第2話 爆走タンデムライディング
俺と握手を交わしたその少女、佳乃夏美は事務所の奥に引っ込んだかと思ったら、今度は襟回りにもふもふの毛皮が付いた革ジャンを着て出てきた。手には皮手袋と大昔の飛行帽とパイロット用の四眼ゴーグルを掴んでいる。
「なあ、正蔵君。キミ、大型二輪免許持ってないんだろ?」
「ええそうですけど」
「このZに乗りたいよな」
「まあ、そうですけど」
「じゃあ、オレが乗せてやる。
頼爺は笑いながら頷いている。
「え? タンデムですか?」
「免許が無いんだからしょうがないだろ」
「まあそうですけど」
彼女は話しながら手袋をつけて飛行帽を被りゴーグルを当てる。そしてライムグリーンのZに跨ってサイドスタンドを蹴り上げた。
飛行帽?
それは革製だぞ?
「あの、夏美さん? ヘルメットは?」
「ああ、オレはアンドロイドだからヘルメット不要」
「へ? アンドロイド? ヘルメットはいいの?」
頼爺は笑いながら頷いている。
チョークを開けクラッチを握ってからセルを回す。すると、グオーンと轟音を立てエンジンが始動した。

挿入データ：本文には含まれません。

//! Request DTOs for the proxy's maintenance endpoints

use serde::Deserialize;

/// Request body for `POST /__worker/update`
#[derive(Debug, Clone, Deserialize)]
pub struct UpdateRequest {
    /// Deployment version to install and activate
    pub version: String,
}

impl UpdateRequest {
    /// Returns an error message if validation fails, None if valid.
    pub fn validate(&self) -> Option<String> {
        if self.version.trim().is_empty() {
            return Some("Version cannot be empty".to_string());
        }
        None
    }
}

#[cfg(test)]
mod tests {
    use super::*;

    #[test]
    fn test_update_request_deserialize() {
        let req: UpdateRequest = serde_json::from_str(r#"{"version": "v2"}"#).unwrap();
        assert_eq!(req.version, "v2");
        assert!(req.validate().is_none());
    }

    #[test]
    fn test_update_request_validation() {
        let req = UpdateRequest {
            version: "  ".to_string(),
        };
        assert!(req.validate().is_some());
        assert!(serde_json::from_str::<UpdateRequest>("{}").is_err());
    }
}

アクセルをあおると、排気音は低音から高音に変化する。集合管がついていた。
「オリジナルはカーカーだがこいつはモリワキだ。性能はピカ一だから安心しろ」
モリワキだとかヨシムラだとかどっちでもいい。俺は人型アンドロイドの運転するバイクの後部座席に乗るという未知なる体験について、巨大な不安感を抱えていた。
夏美さんはアクセルをあおりながら暖機運転をする。チョークを戻してアイドリングが落ち着いてきたところでポンポンとリアシートを叩く。
「さあ乗った乗った」
俺はタンデムステップを引っ張り出し、それに足をかけてリアシートに跨る。
「オレの腰をしっかりとニーグリップしろ。両手でオレのベルトを掴め。落ちるなよ」
俺が彼女にしがみついたところでタイヤを軋ませながら急発進する。そのまま国道191号線を北東方面へと向かった。
急発進に急加速、急減速に右左折でのフルバンク。
市街地でこんな走りをしちゃダメでしょうという見本市のようなぶっ飛ばし方だった。
海沿いの道。北長門海岸国定公園を眺めながらゆったりとしたツーリングになる……はずがなかった。狂ったように、タイムアタックするかのように攻めまくる夏美さんだった。
そう言えば、夏美さんはアンドロイドだって言ってたわけだが、まさか、エディ・ローソンのライディングテクがインストールされているのかと信じてしまう程の凄腕ライディングだった。
タンデムなので基本的にはリーンウィズ。派手な体重移動はしないものの、適度にリアタイアをスライドさせながら鋭角的にコーナーをクリアしていくテクニックは、とても免許取り立ての俺には真似できないものだった。
そのホンダは見る見るうちに追いつき、並走してきた。斜め後方に張り付いて来る。右コーナーではセンターラインを跨がない慎重な走りだったが、次の左でポンとインに飛び込んできた。そのままこちらのラインを塞ぎ、立ち上がりの瞬発力を生かして前に出る。
パンパンという破裂音は聞こえていたのでまさかとは思ったが、そいつは2スト400ccのNS400Rだった。
三本出しのチャンバーから白煙が吹きあがる。
長い直線で再び前に出たZだが、突っ込みではNSに負ける。軽量で運動性の良いNSに対し、Zで二人乗りは圧倒的に不利なはず。しかし、それと対等に戦う夏美さんの技術は並外れていた。
交通法規をきれいさっぱり無視している二人だが、何故か赤信号では律儀に停止した。お互いが相手を確認する。ヘルメットのスモークシールドに阻まれて顔は見えないが、どうも夏美さんはこのNS乗りを知っているようだ。二人は左手と右手の拳をぶつけて挨拶を交わした。
信号が青になり、再び二台のバトルが始まる。
一進一退、抜きつ抜かれつの攻防が果てしなく続くかに思えた。公道でこんな馬鹿な運転は止めて欲しいと心底思う。
道の駅「ゆとりパークたまがわ」正面の信号で並んだまま減速する。この勝負は引き分けだったようだ。そのまま左折して駐車場に入っていく。
トイレの前に並んで駐車した二台。しかし、俺はすぐさまフルフェイスのヘルメットを脱ぎ、トイレに駆け込んだ。
※公道ではルールとマナーを守って安全運転しましょう。作中の爆走行為を真似しちゃだめだぞ。